====== Raw data ======

//! JavaScript bindings.
//!
//! One exported class per game. Every method takes and returns plain JS
//! values (via `serde-wasm-bindgen`); a rejected move comes back as
//! `{ success: false, reason }` rather than an exception.

use serde::Serialize;
use tracing::warn;
use wasm_bindgen::prelude::*;

use crate::checkers::{Checker, CheckersGame, CheckersMove, Color as CheckersColor};
use crate::chess::{ChessGame, ChessMove, Color as ChessColor, Piece};
use crate::config::GameConfig;
use crate::error::MoveResult;
use crate::game::{Engine, Scoreboard, play_ai_turn};
use crate::go::{Captures, GoGame, GoMove, Stone as GoStone};
use crate::gomoku::{GomokuGame, Stone as GomokuStone};
use crate::logging;
use crate::tictactoe::{Mark, TicTacToeGame};
use crate::types::{Coord, Status};

#[derive(Serialize)]
#[serde(rename_all = "camelCase")]
struct MoveReply<O> {
    success: bool,
    #[serde(skip_serializing_if = "Option::is_none")]
    reason: Option<String>,
    #[serde(skip_serializing_if = "Option::is_none")]
    outcome: Option<O>,
}

fn to_js<T: Serialize + ?Sized>(value: &T) -> Result<JsValue, JsError> {
    Ok(serde_wasm_bindgen::to_value(value)?)
}

fn config_from(value: JsValue) -> Result<GameConfig, JsError> {
    if value.is_undefined() || value.is_null() {
        return Ok(GameConfig::default());
    }
    Ok(serde_wasm_bindgen::from_value(value)?)
}

fn move_reply<O: Serialize>(result: MoveResult<O>) -> Result<JsValue, JsError> {
    let reply = match result {
        Ok(outcome) => MoveReply {
            success: true,
            reason: None,
            outcome: Some(outcome),
        },
        Err(err) => MoveReply {
            success: false,
            reason: Some(err.to_string()),
            outcome: None,
        },
    };
    to_js(&reply)
}

/// `null` when the computer had no move, otherwise a move reply.
fn ai_turn_reply<E: Engine>(engine: &mut E) -> Result<JsValue, JsError>
where
    E::Outcome: Serialize,
{
    match play_ai_turn(engine) {
        Ok(None) => Ok(JsValue::NULL),
        Ok(Some(outcome)) => move_reply(Ok(outcome)),
        Err(err) => move_reply::<E::Outcome>(Err(err)),
    }
}

fn optional_move<M: Serialize>(mv: Option<M>) -> Result<JsValue, JsError> {
    match mv {
        Some(mv) => to_js(&mv),
        None => Ok(JsValue::NULL),
    }
}

/// Replaces `current` with the restored session; on failure logs and leaves
/// it alone.
fn restore_into<G, E: std::fmt::Display>(
    current: &mut G,
    restored: Result<G, E>,
    game: &str,
) -> bool {
    match restored {
        Ok(session) => {
            *current = session;
            true
        }
        Err(err) => {
            warn!(game, error = %err, "snapshot refused, keeping current session");
            false
        }
    }
}

#[wasm_bindgen(js_name = initLogging)]
pub fn init_logging(filter: &str) -> bool {
    logging::init_logging(filter)
}

// Chess

#[derive(Serialize)]
#[serde(rename_all = "camelCase")]
struct ChessState<'a> {
    pieces: &'a [Piece],
    turn: ChessColor,
    en_passant: Option<Coord>,
    in_check: bool,
    status: Status<ChessColor>,
    ai_player: Option<ChessColor>,
    last_move: Option<&'a ChessMove>,
    scoreboard: Scoreboard,
}

#[wasm_bindgen]
pub struct ChessSession {
    game: ChessGame,
}

#[wasm_bindgen]
impl ChessSession {
    #[wasm_bindgen(constructor)]
    pub fn new(config: JsValue) -> Result<ChessSession, JsError> {
        Ok(Self {
            game: ChessGame::new_with_default_selector(config_from(config)?),
        })
    }

    #[wasm_bindgen(js_name = fromSnapshot)]
    pub fn from_snapshot(data: &str, config: JsValue) -> Result<ChessSession, JsError> {
        Ok(Self {
            game: ChessGame::restore_or_new(data, config_from(config)?),
        })
    }

    #[wasm_bindgen(js_name = legalMoves)]
    pub fn legal_moves(&self, row: u8, col: u8) -> Result<JsValue, JsError> {
        to_js(&self.game.legal_moves_for(Coord::new(row, col)))
    }

    /// Takes a move object as returned by `legalMoves`; `promotion` may be
    /// overridden by the caller.
    #[wasm_bindgen(js_name = applyMove)]
    pub fn apply_move(&mut self, mv: JsValue) -> Result<JsValue, JsError> {
        let mv: ChessMove = serde_wasm_bindgen::from_value(mv)?;
        move_reply(self.game.apply_move(&mv))
    }

    #[wasm_bindgen(js_name = aiMove)]
    pub fn ai_move(&mut self) -> Result<JsValue, JsError> {
        optional_move(self.game.request_ai_move())
    }

    #[wasm_bindgen(js_name = playAiTurn)]
    pub fn play_ai_turn(&mut self) -> Result<JsValue, JsError> {
        ai_turn_reply(&mut self.game)
    }

    pub fn state(&self) -> Result<JsValue, JsError> {
        let board = self.game.board();
        to_js(&ChessState {
            pieces: board.pieces(),
            turn: board.turn(),
            en_passant: board.en_passant(),
            in_check: self.game.in_check(),
            status: self.game.status(),
            ai_player: self.game.ai_player(),
            last_move: self.game.history().last(),
            scoreboard: self.game.scoreboard(),
        })
    }

    pub fn snapshot(&self) -> Result<String, JsError> {
        Ok(self.game.snapshot()?)
    }

    pub fn restore(&mut self, data: &str) -> bool {
        restore_into(&mut self.game, ChessGame::restore(data), "chess")
    }

    #[wasm_bindgen(js_name = newGame)]
    pub fn new_game(&mut self) {
        self.game.new_game();
    }

    #[wasm_bindgen(js_name = resetStats)]
    pub fn reset_stats(&mut self) {
        self.game.reset_scoreboard();
    }
}

// Checkers

#[derive(Serialize)]
#[serde(rename_all = "camelCase")]
struct CheckersState<'a> {
    pieces: &'a [Checker],
    turn: CheckersColor,
    pending_chain: Option<&'a Checker>,
    status: Status<CheckersColor>,
    ai_player: Option<CheckersColor>,
    scoreboard: Scoreboard,
}

#[wasm_bindgen]
pub struct CheckersSession {
    game: CheckersGame,
}

#[wasm_bindgen]
impl CheckersSession {
    #[wasm_bindgen(constructor)]
    pub fn new(config: JsValue) -> Result<CheckersSession, JsError> {
        Ok(Self {
            game: CheckersGame::new_with_default_selector(config_from(config)?),
        })
    }

    #[wasm_bindgen(js_name = fromSnapshot)]
    pub fn from_snapshot(data: &str, config: JsValue) -> Result<CheckersSession, JsError> {
        Ok(Self {
            game: CheckersGame::restore_or_new(data, config_from(config)?),
        })
    }

    #[wasm_bindgen(js_name = legalMoves)]
    pub fn legal_moves(&self, row: u8, col: u8) -> Result<JsValue, JsError> {
        to_js(&self.game.legal_moves_for(Coord::new(row, col)))
    }

    #[wasm_bindgen(js_name = applyMove)]
    pub fn apply_move(&mut self, mv: JsValue) -> Result<JsValue, JsError> {
        let mv: CheckersMove = serde_wasm_bindgen::from_value(mv)?;
        move_reply(self.game.apply_move(&mv))
    }

    #[wasm_bindgen(js_name = aiMove)]
    pub fn ai_move(&mut self) -> Result<JsValue, JsError> {
        optional_move(self.game.request_ai_move())
    }

    /// Plays one jump of a chain at a time; call again while the reply says
    /// the chain continues.
    #[wasm_bindgen(js_name = playAiTurn)]
    pub fn play_ai_turn(&mut self) -> Result<JsValue, JsError> {
        ai_turn_reply(&mut self.game)
    }

    pub fn state(&self) -> Result<JsValue, JsError> {
        let board = self.game.board();
        to_js(&CheckersState {
            pieces: board.pieces(),
            turn: board.turn(),
            pending_chain: self.game.pending_chain(),
            status: self.game.status(),
            ai_player: self.game.ai_player(),
            scoreboard: self.game.scoreboard(),
        })
    }

    pub fn snapshot(&self) -> Result<String, JsError> {
        Ok(self.game.snapshot()?)
    }

    pub fn restore(&mut self, data: &str) -> bool {
        restore_into(&mut self.game, CheckersGame::restore(data), "checkers")
    }

    #[wasm_bindgen(js_name = newGame)]
    pub fn new_game(&mut self) {
        self.game.new_game();
    }

    #[wasm_bindgen(js_name = resetStats)]
    pub fn reset_stats(&mut self) {
        self.game.reset_scoreboard();
    }
}

// Go

#[derive(Serialize)]
#[serde(rename_all = "camelCase")]
struct GoState<'a> {
    size: u8,
    /// Row-major, `null` for an empty point.
    cells: &'a [Option<GoStone>],
    turn: GoStone,
    status: Status<GoStone>,
    ko: Option<Coord>,
    captures: Captures,
    last_move: Option<Coord>,
    history: &'a [GoMove],
    scoreboard: Scoreboard,
}

#[wasm_bindgen]
pub struct GoSession {
    game: GoGame,
}

#[wasm_bindgen]
impl GoSession {
    #[wasm_bindgen(constructor)]
    pub fn new(config: JsValue) -> Result<GoSession, JsError> {
        Ok(Self {
            game: GoGame::new(config_from(config)?)?,
        })
    }

    #[wasm_bindgen(js_name = fromSnapshot)]
    pub fn from_snapshot(data: &str, config: JsValue) -> Result<GoSession, JsError> {
        Ok(Self {
            game: GoGame::restore_or_new(data, config_from(config)?),
        })
    }

    /// `[point]` when a stone may be placed there, otherwise `[]`.
    #[wasm_bindgen(js_name = legalMoves)]
    pub fn legal_moves(&self, row: u8, col: u8) -> Result<JsValue, JsError> {
        to_js(&self.game.legal_moves_for(Coord::new(row, col)))
    }

    #[wasm_bindgen(js_name = applyMove)]
    pub fn apply_move(&mut self, row: u8, col: u8) -> Result<JsValue, JsError> {
        move_reply(self.game.apply_move(&Coord::new(row, col)))
    }

    pub fn resign(&mut self) -> Result<JsValue, JsError> {
        move_reply(self.game.resign())
    }

    pub fn state(&self) -> Result<JsValue, JsError> {
        let board = self.game.board();
        to_js(&GoState {
            size: board.size(),
            cells: board.grid().cells(),
            turn: board.turn(),
            status: self.game.status(),
            ko: board.ko(),
            captures: board.captures(),
            last_move: self.game.last_move(),
            history: self.game.history(),
            scoreboard: self.game.scoreboard(),
        })
    }

    pub fn snapshot(&self) -> Result<String, JsError> {
        Ok(self.game.snapshot()?)
    }

    pub fn restore(&mut self, data: &str) -> bool {
        restore_into(&mut self.game, GoGame::restore(data), "go")
    }

    #[wasm_bindgen(js_name = newGame)]
    pub fn new_game(&mut self) {
        self.game.new_game();
    }

    #[wasm_bindgen(js_name = resetStats)]
    pub fn reset_stats(&mut self) {
        self.game.reset_scoreboard();
    }
}

// Gomoku

#[derive(Serialize)]
#[serde(rename_all = "camelCase")]
struct GomokuState<'a> {
    size: u8,
    cells: &'a [Option<GomokuStone>],
    turn: GomokuStone,
    status: Status<GomokuStone>,
    line_length: u8,
    winning_line: Option<&'a [Coord]>,
    last_move: Option<Coord>,
    ai_player: Option<GomokuStone>,
    scoreboard: Scoreboard,
}

#[wasm_bindgen]
pub struct GomokuSession {
    game: GomokuGame,
}

#[wasm_bindgen]
impl GomokuSession {
    #[wasm_bindgen(constructor)]
    pub fn new(config: JsValue) -> Result<GomokuSession, JsError> {
        Ok(Self {
            game: GomokuGame::new_with_default_selector(config_from(config)?)?,
        })
    }

    #[wasm_bindgen(js_name = fromSnapshot)]
    pub fn from_snapshot(data: &str, config: JsValue) -> Result<GomokuSession, JsError> {
        Ok(Self {
            game: GomokuGame::restore_or_new(data, config_from(config)?),
        })
    }

    #[wasm_bindgen(js_name = legalMoves)]
    pub fn legal_moves(&self, row: u8, col: u8) -> Result<JsValue, JsError> {
        to_js(&self.game.legal_moves_for(Coord::new(row, col)))
    }

    #[wasm_bindgen(js_name = applyMove)]
    pub fn apply_move(&mut self, row: u8, col: u8) -> Result<JsValue, JsError> {
        move_reply(self.game.apply_move(&Coord::new(row, col)))
    }

    #[wasm_bindgen(js_name = aiMove)]
    pub fn ai_move(&mut self) -> Result<JsValue, JsError> {
        optional_move(self.game.request_ai_move())
    }

    #[wasm_bindgen(js_name = playAiTurn)]
    pub fn play_ai_turn(&mut self) -> Result<JsValue, JsError> {
        ai_turn_reply(&mut self.game)
    }

    pub fn state(&self) -> Result<JsValue, JsError> {
        let board = self.game.board();
        to_js(&GomokuState {
            size: board.size(),
            cells: board.grid().cells(),
            turn: board.turn(),
            status: self.game.status(),
            line_length: board.line_length(),
            winning_line: self.game.winning_line(),
            last_move: self.game.last_move(),
            ai_player: self.game.ai_player(),
            scoreboard: self.game.scoreboard(),
        })
    }

    pub fn snapshot(&self) -> Result<String, JsError> {
        Ok(self.game.snapshot()?)
    }

    pub fn restore(&mut self, data: &str) -> bool {
        restore_into(&mut self.game, GomokuGame::restore(data), "gomoku")
    }

    #[wasm_bindgen(js_name = newGame)]
    pub fn new_game(&mut self) {
        self.game.new_game();
    }

    #[wasm_bindgen(js_name = resetStats)]
    pub fn reset_stats(&mut self) {
        self.game.reset_scoreboard();
    }
}

// Tic-tac-toe

#[derive(Serialize)]
#[serde(rename_all = "camelCase")]
struct TicTacToeState<'a> {
    cells: &'a [Option<Mark>],
    turn: Mark,
    status: Status<Mark>,
    winning_line: Option<[usize; 3]>,
    ai_player: Option<Mark>,
    scoreboard: Scoreboard,
}

#[wasm_bindgen]
pub struct TicTacToeSession {
    game: TicTacToeGame,
}

#[wasm_bindgen]
impl TicTacToeSession {
    #[wasm_bindgen(constructor)]
    pub fn new(config: JsValue) -> Result<TicTacToeSession, JsError> {
        Ok(Self {
            game: TicTacToeGame::new_with_default_selector(config_from(config)?),
        })
    }

    #[wasm_bindgen(js_name = fromSnapshot)]
    pub fn from_snapshot(data: &str, config: JsValue) -> Result<TicTacToeSession, JsError> {
        Ok(Self {
            game: TicTacToeGame::restore_or_new(data, config_from(config)?),
        })
    }

    #[wasm_bindgen(js_name = legalMoves)]
    pub fn legal_moves(&self, index: usize) -> Result<JsValue, JsError> {
        to_js(&self.game.legal_moves_for(index))
    }

    #[wasm_bindgen(js_name = applyMove)]
    pub fn apply_move(&mut self, index: usize) -> Result<JsValue, JsError> {
        move_reply(self.game.apply_move(&index))
    }

    #[wasm_bindgen(js_name = aiMove)]
    pub fn ai_move(&mut self) -> Result<JsValue, JsError> {
        optional_move(self.game.request_ai_move())
    }

    #[wasm_bindgen(js_name = playAiTurn)]
    pub fn play_ai_turn(&mut self) -> Result<JsValue, JsError> {
        ai_turn_reply(&mut self.game)
    }

    pub fn state(&self) -> Result<JsValue, JsError> {
        let board = self.game.board();
        to_js(&TicTacToeState {
            cells: board.cells(),
            turn: board.turn(),
            status: self.game.status(),
            winning_line: self.game.winning_line(),
            ai_player: self.game.ai_player(),
            scoreboard: self.game.scoreboard(),
        })
    }

    pub fn snapshot(&self) -> Result<String, JsError> {
        Ok(self.game.snapshot()?)
    }

    pub fn restore(&mut self, data: &str) -> bool {
        restore_into(&mut self.game, TicTacToeGame::restore(data), "tictactoe")
    }

    #[wasm_bindgen(js_name = newGame)]
    pub fn new_game(&mut self) {
        self.game.new_game();
    }

    #[wasm_bindgen(js_name = resetStats)]
    pub fn reset_stats(&mut self) {
        self.game.reset_scoreboard();
    }
}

======

▸ Directions for this task
The expected output is every line of the records in which the string "ChessGame" appears.

▸ Answer
use crate::chess::{ChessGame, ChessMove, Color as ChessColor, Piece};
    game: ChessGame,
            game: ChessGame::new_with_default_selector(config_from(config)?),
            game: ChessGame::restore_or_new(data, config_from(config)?),
        restore_into(&mut self.game, ChessGame::restore(data), "chess")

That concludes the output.